** Opening EXERCISE INPUTS block **

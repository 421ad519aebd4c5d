use std::fmt;
use std::ops::BitOr;

use bytes::{Buf, BufMut, Bytes, BytesMut};

use crate::error::{FrameError, Result};

/// Size of the big-endian length prefix in front of every frame.
pub const LENGTH_PREFIX_SIZE: usize = 2;

/// Default limit on unframed bytes a reader will hold: 50,000.
pub const DEFAULT_MAX_BUFFERED: usize = 50_000;

/// Message kind tag, the first byte of every frame body.
#[derive(Debug, Clone, Copy, PartialEq, Eq, Hash)]
#[repr(u8)]
pub enum MessageKind {
    SetResolutionFramerate = 0,
    Pause = 1,
    Resume = 2,
    StatsRequest = 3,
    StatsResponse = 4,
    SetAnnotationMode = 5,
    SetDrcLevel = 6,
    SetTargetBitrate = 7,
    Ping = 8,
    Pong = 9,
}

impl MessageKind {
    /// Payload size in bytes for this kind (excluding the kind byte).
    pub const fn payload_len(self) -> usize {
        match self {
            Self::SetResolutionFramerate => 6,
            Self::Pause | Self::Resume | Self::StatsRequest | Self::Ping | Self::Pong => 0,
            Self::StatsResponse => 12,
            Self::SetAnnotationMode => 2,
            Self::SetDrcLevel => 1,
            Self::SetTargetBitrate => 4,
        }
    }

    pub const fn name(self) -> &'static str {
        match self {
            Self::SetResolutionFramerate => "set_resolution_framerate",
            Self::Pause => "pause",
            Self::Resume => "resume",
            Self::StatsRequest => "stats_request",
            Self::StatsResponse => "stats_response",
            Self::SetAnnotationMode => "set_annotation_mode",
            Self::SetDrcLevel => "set_drc_level",
            Self::SetTargetBitrate => "set_target_bitrate",
            Self::Ping => "ping",
            Self::Pong => "pong",
        }
    }
}

impl TryFrom<u8> for MessageKind {
    type Error = FrameError;

    fn try_from(tag: u8) -> Result<Self> {
        Ok(match tag {
            0 => Self::SetResolutionFramerate,
            1 => Self::Pause,
            2 => Self::Resume,
            3 => Self::StatsRequest,
            4 => Self::StatsResponse,
            5 => Self::SetAnnotationMode,
            6 => Self::SetDrcLevel,
            7 => Self::SetTargetBitrate,
            8 => Self::Ping,
            9 => Self::Pong,
            other => return Err(FrameError::UnknownKind(other)),
        })
    }
}

impl fmt::Display for MessageKind {
    fn fmt(&self, f: &mut fmt::Formatter<'_>) -> fmt::Result {
        f.write_str(self.name())
    }
}

/// Camera annotation flags, carried as a 16-bit set.
///
/// Bit values follow the camera firmware's annotate flags.
#[derive(Debug, Clone, Copy, PartialEq, Eq, Hash, Default)]
pub struct AnnotationMode(u16);

impl AnnotationMode {
    pub const NONE: Self = Self(0);
    pub const TEXT: Self = Self(1);
    pub const CUSTOM_TEXT: Self = Self(2);
    pub const TIME: Self = Self(4);
    pub const DATE: Self = Self(8);
    pub const SHUTTER: Self = Self(16);
    pub const GAIN: Self = Self(32);
    pub const LENS: Self = Self(64);
    pub const CAF: Self = Self(128);
    pub const MOTION: Self = Self(256);
    pub const FRAME_NUMBER: Self = Self(512);
    pub const BLACK_BACKGROUND: Self = Self(1024);

    pub const fn from_bits(bits: u16) -> Self {
        Self(bits)
    }

    pub const fn bits(self) -> u16 {
        self.0
    }

    pub const fn contains(self, other: Self) -> bool {
        self.0 & other.0 == other.0
    }

    pub const fn is_empty(self) -> bool {
        self.0 == 0
    }
}

impl BitOr for AnnotationMode {
    type Output = Self;

    fn bitor(self, rhs: Self) -> Self {
        Self(self.0 | rhs.0)
    }
}

/// Dynamic range compression strength.
#[derive(Debug, Clone, Copy, PartialEq, Eq, Hash)]
#[repr(u8)]
pub enum DrcLevel {
    Off = 0,
    Low = 1,
    Medium = 2,
    High = 3,
}

impl TryFrom<u8> for DrcLevel {
    type Error = FrameError;

    fn try_from(value: u8) -> Result<Self> {
        match value {
            0 => Ok(Self::Off),
            1 => Ok(Self::Low),
            2 => Ok(Self::Medium),
            3 => Ok(Self::High),
            other => Err(FrameError::InvalidDrcLevel(other)),
        }
    }
}

/// Averaged pipeline health figures carried by a stats response.
#[derive(Debug, Clone, Copy, PartialEq, Default)]
pub struct StatsReport {
    pub latency: f32,
    pub queue0: f32,
    pub queue1: f32,
}

/// A decoded control message.
#[derive(Debug, Clone, PartialEq)]
pub enum Message {
    SetResolutionFramerate {
        width: u16,
        height: u16,
        framerate: u16,
    },
    Pause,
    Resume,
    StatsRequest,
    StatsResponse(StatsReport),
    SetAnnotationMode(AnnotationMode),
    SetDrcLevel(DrcLevel),
    SetTargetBitrate(u32),
    Ping,
    Pong,
}

impl Message {
    pub fn kind(&self) -> MessageKind {
        match self {
            Self::SetResolutionFramerate { .. } => MessageKind::SetResolutionFramerate,
            Self::Pause => MessageKind::Pause,
            Self::Resume => MessageKind::Resume,
            Self::StatsRequest => MessageKind::StatsRequest,
            Self::StatsResponse(_) => MessageKind::StatsResponse,
            Self::SetAnnotationMode(_) => MessageKind::SetAnnotationMode,
            Self::SetDrcLevel(_) => MessageKind::SetDrcLevel,
            Self::SetTargetBitrate(_) => MessageKind::SetTargetBitrate,
            Self::Ping => MessageKind::Ping,
            Self::Pong => MessageKind::Pong,
        }
    }

    /// Total wire size including the length prefix.
    pub fn wire_size(&self) -> usize {
        LENGTH_PREFIX_SIZE + 1 + self.kind().payload_len()
    }

    /// Encode this message into the wire format.
    ///
    /// ```text
    /// ┌──────────────┬──────────┬──────────────────────────┐
    /// │ Length (2B)  │ Kind     │ Payload                  │
    /// │ big-endian   │ (1B)     │ (Length - 1 bytes, BE)   │
    /// └──────────────┴──────────┴──────────────────────────┘
    /// ```
    pub fn encode(&self, dst: &mut BytesMut) {
        let kind = self.kind();
        dst.reserve(self.wire_size());
        // Payloads are at most 12 bytes, so this never truncates.
        dst.put_u16((1 + kind.payload_len()) as u16);
        dst.put_u8(kind as u8);

        match *self {
            Self::SetResolutionFramerate {
                width,
                height,
                framerate,
            } => {
                dst.put_u16(width);
                dst.put_u16(height);
                dst.put_u16(framerate);
            }
            Self::StatsResponse(report) => {
                dst.put_f32(report.latency);
                dst.put_f32(report.queue0);
                dst.put_f32(report.queue1);
            }
            Self::SetAnnotationMode(mode) => dst.put_u16(mode.bits()),
            Self::SetDrcLevel(level) => dst.put_u8(level as u8),
            Self::SetTargetBitrate(bitrate) => dst.put_u32(bitrate),
            Self::Pause | Self::Resume | Self::StatsRequest | Self::Ping | Self::Pong => {}
        }
    }

    /// Encode into a standalone buffer.
    pub fn to_bytes(&self) -> Bytes {
        let mut buf = BytesMut::with_capacity(self.wire_size());
        self.encode(&mut buf);
        buf.freeze()
    }

    /// Decode a frame body (kind byte followed by payload).
    ///
    /// Bytes past the payload size of the kind are ignored.
    pub fn decode(body: &[u8]) -> Result<Self> {
        match body.split_first() {
            Some((&tag, payload)) => Self::decode_parts(tag, payload),
            None => Err(FrameError::EmptyFrame),
        }
    }

    fn decode_parts(tag: u8, mut payload: &[u8]) -> Result<Self> {
        let kind = MessageKind::try_from(tag)?;
        let expected = kind.payload_len();
        if payload.len() < expected {
            return Err(FrameError::Truncated {
                kind: kind.name(),
                expected,
                actual: payload.len(),
            });
        }

        let message = match kind {
            MessageKind::SetResolutionFramerate => Self::SetResolutionFramerate {
                width: payload.get_u16(),
                height: payload.get_u16(),
                framerate: payload.get_u16(),
            },
            MessageKind::Pause => Self::Pause,
            MessageKind::Resume => Self::Resume,
            MessageKind::StatsRequest => Self::StatsRequest,
            MessageKind::StatsResponse => Self::StatsResponse(StatsReport {
                latency: payload.get_f32(),
                queue0: payload.get_f32(),
                queue1: payload.get_f32(),
            }),
            MessageKind::SetAnnotationMode => {
                Self::SetAnnotationMode(AnnotationMode::from_bits(payload.get_u16()))
            }
            MessageKind::SetDrcLevel => Self::SetDrcLevel(DrcLevel::try_from(payload.get_u8())?),
            MessageKind::SetTargetBitrate => Self::SetTargetBitrate(payload.get_u32()),
            MessageKind::Ping => Self::Ping,
            MessageKind::Pong => Self::Pong,
        };
        Ok(message)
    }
}

/// One reassembled frame: the kind byte and the bytes that followed it.
#[derive(Debug, Clone, PartialEq, Eq)]
pub struct Frame {
    pub kind: u8,
    pub payload: Bytes,
}

impl Frame {
    pub fn new(kind: u8, payload: impl Into<Bytes>) -> Self {
        Self {
            kind,
            payload: payload.into(),
        }
    }

    /// Parse the typed message carried by this frame.
    pub fn message(&self) -> Result<Message> {
        Message::decode_parts(self.kind, &self.payload)
    }

    /// The total wire size of this frame (prefix + kind + payload).
    pub fn wire_size(&self) -> usize {
        LENGTH_PREFIX_SIZE + 1 + self.payload.len()
    }
}

/// Configuration for frame reassembly.
#[derive(Debug, Clone)]
pub struct FrameConfig {
    /// Maximum unframed bytes held by a reader. Default: 50,000.
    pub max_buffered: usize,
}

impl Default for FrameConfig {
    fn default() -> Self {
        Self {
            max_buffered: DEFAULT_MAX_BUFFERED,
        }
    }
}

#[cfg(test)]
mod tests {
    use super::*;

    fn sample_messages() -> Vec<Message> {
        vec![
            Message::SetResolutionFramerate {
                width: 640,
                height: 480,
                framerate: 30,
            },
            Message::Pause,
            Message::Resume,
            Message::StatsRequest,
            Message::StatsResponse(StatsReport {
                latency: 12.5,
                queue0: 0.1,
                queue1: f32::MIN_POSITIVE,
            }),
            Message::SetAnnotationMode(AnnotationMode::TIME | AnnotationMode::DATE),
            Message::SetDrcLevel(DrcLevel::Medium),
            Message::SetTargetBitrate(2_500_000),
            Message::Ping,
            Message::Pong,
        ]
    }

    #[test]
    fn every_kind_survives_encode_decode() {
        for message in sample_messages() {
            let wire = message.to_bytes();
            assert_eq!(wire.len(), message.wire_size());
            let decoded = Message::decode(&wire[LENGTH_PREFIX_SIZE..]).unwrap();
            assert_eq!(decoded, message);
        }
    }

    #[test]
    fn pause_is_three_bytes() {
        assert_eq!(Message::Pause.to_bytes().as_ref(), &[0x00, 0x01, 0x01]);
    }

    #[test]
    fn resolution_framerate_layout_is_big_endian() {
        let wire = Message::SetResolutionFramerate {
            width: 640,
            height: 480,
            framerate: 30,
        }
        .to_bytes();
        assert_eq!(
            wire.as_ref(),
            &[0x00, 0x07, 0x00, 0x02, 0x80, 0x01, 0xE0, 0x00, 0x1E]
        );
    }

    #[test]
    fn target_bitrate_layout() {
        let wire = Message::SetTargetBitrate(1_000_000).to_bytes();
        assert_eq!(wire.as_ref(), &[0x00, 0x05, 0x07, 0x00, 0x0F, 0x42, 0x40]);
    }

    #[test]
    fn stats_response_preserves_float_bits() {
        let report = StatsReport {
            latency: f32::from_bits(0x4049_0FDB),
            queue0: -0.0,
            queue1: 1.0e-30,
        };
        let wire = Message::StatsResponse(report).to_bytes();
        assert_eq!(wire[0..2], [0x00, 0x0D]);
        match Message::decode(&wire[LENGTH_PREFIX_SIZE..]).unwrap() {
            Message::StatsResponse(decoded) => {
                assert_eq!(decoded.latency.to_bits(), report.latency.to_bits());
                assert_eq!(decoded.queue0.to_bits(), report.queue0.to_bits());
                assert_eq!(decoded.queue1.to_bits(), report.queue1.to_bits());
            }
            other => panic!("unexpected message: {other:?}"),
        }
    }

    #[test]
    fn decode_empty_body() {
        assert!(matches!(Message::decode(&[]), Err(FrameError::EmptyFrame)));
    }

    #[test]
    fn decode_unknown_kind() {
        assert!(matches!(
            Message::decode(&[0x2A]),
            Err(FrameError::UnknownKind(0x2A))
        ));
    }

    #[test]
    fn decode_truncated_payload() {
        let err = Message::decode(&[MessageKind::SetTargetBitrate as u8, 0x00, 0x01]).unwrap_err();
        match err {
            FrameError::Truncated {
                kind,
                expected,
                actual,
            } => {
                assert_eq!(kind, "set_target_bitrate");
                assert_eq!(expected, 4);
                assert_eq!(actual, 2);
            }
            other => panic!("unexpected error: {other}"),
        }
    }

    #[test]
    fn decode_ignores_trailing_bytes() {
        let body = [MessageKind::Resume as u8, 0xFF, 0xFF];
        assert_eq!(Message::decode(&body).unwrap(), Message::Resume);

        let body = [MessageKind::SetDrcLevel as u8, 0x03, 0x99];
        assert_eq!(
            Message::decode(&body).unwrap(),
            Message::SetDrcLevel(DrcLevel::High)
        );
    }

    #[test]
    fn decode_invalid_drc_level() {
        let body = [MessageKind::SetDrcLevel as u8, 0x04];
        assert!(matches!(
            Message::decode(&body),
            Err(FrameError::InvalidDrcLevel(4))
        ));
    }

    #[test]
    fn kind_tags_are_stable() {
        assert_eq!(MessageKind::SetResolutionFramerate as u8, 0);
        assert_eq!(MessageKind::StatsResponse as u8, 4);
        assert_eq!(MessageKind::SetTargetBitrate as u8, 7);
        assert_eq!(MessageKind::Pong as u8, 9);
        for tag in 0..=9u8 {
            assert_eq!(MessageKind::try_from(tag).unwrap() as u8, tag);
        }
        assert!(MessageKind::try_from(10).is_err());
    }

    #[test]
    fn annotation_flags_combine() {
        let mode = AnnotationMode::TEXT | AnnotationMode::BLACK_BACKGROUND;
        assert_eq!(mode.bits(), 1025);
        assert!(mode.contains(AnnotationMode::TEXT));
        assert!(!mode.contains(AnnotationMode::GAIN));
        assert!(AnnotationMode::NONE.is_empty());
    }

    #[test]
    fn frame_message_and_wire_size() {
        let frame = Frame::new(MessageKind::SetAnnotationMode as u8, vec![0x00, 0x0C]);
        assert_eq!(frame.wire_size(), 5);
        assert_eq!(
            frame.message().unwrap(),
            Message::SetAnnotationMode(AnnotationMode::TIME | AnnotationMode::DATE)
        );
    }
}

** Closing EXERCISE INPUTS block **

● **TASK DESCRIPTION**: Restate the data verbatim through the "pub const DEFAULT_MAX_BUFFERED: usize" line.

● **EXPECTED ANSWER**:
repository 421ad519aebd4c5d
use std::fmt;
use std::ops::BitOr;

use bytes::{Buf, BufMut, Bytes, BytesMut};

use crate::error::{FrameError, Result};

/// Size of the big-endian length prefix in front of every frame.
pub const LENGTH_PREFIX_SIZE: usize = 2;

/// Default limit on unframed bytes a reader will hold: 50,000.
pub const DEFAULT_MAX_BUFFERED: usize = 50_000;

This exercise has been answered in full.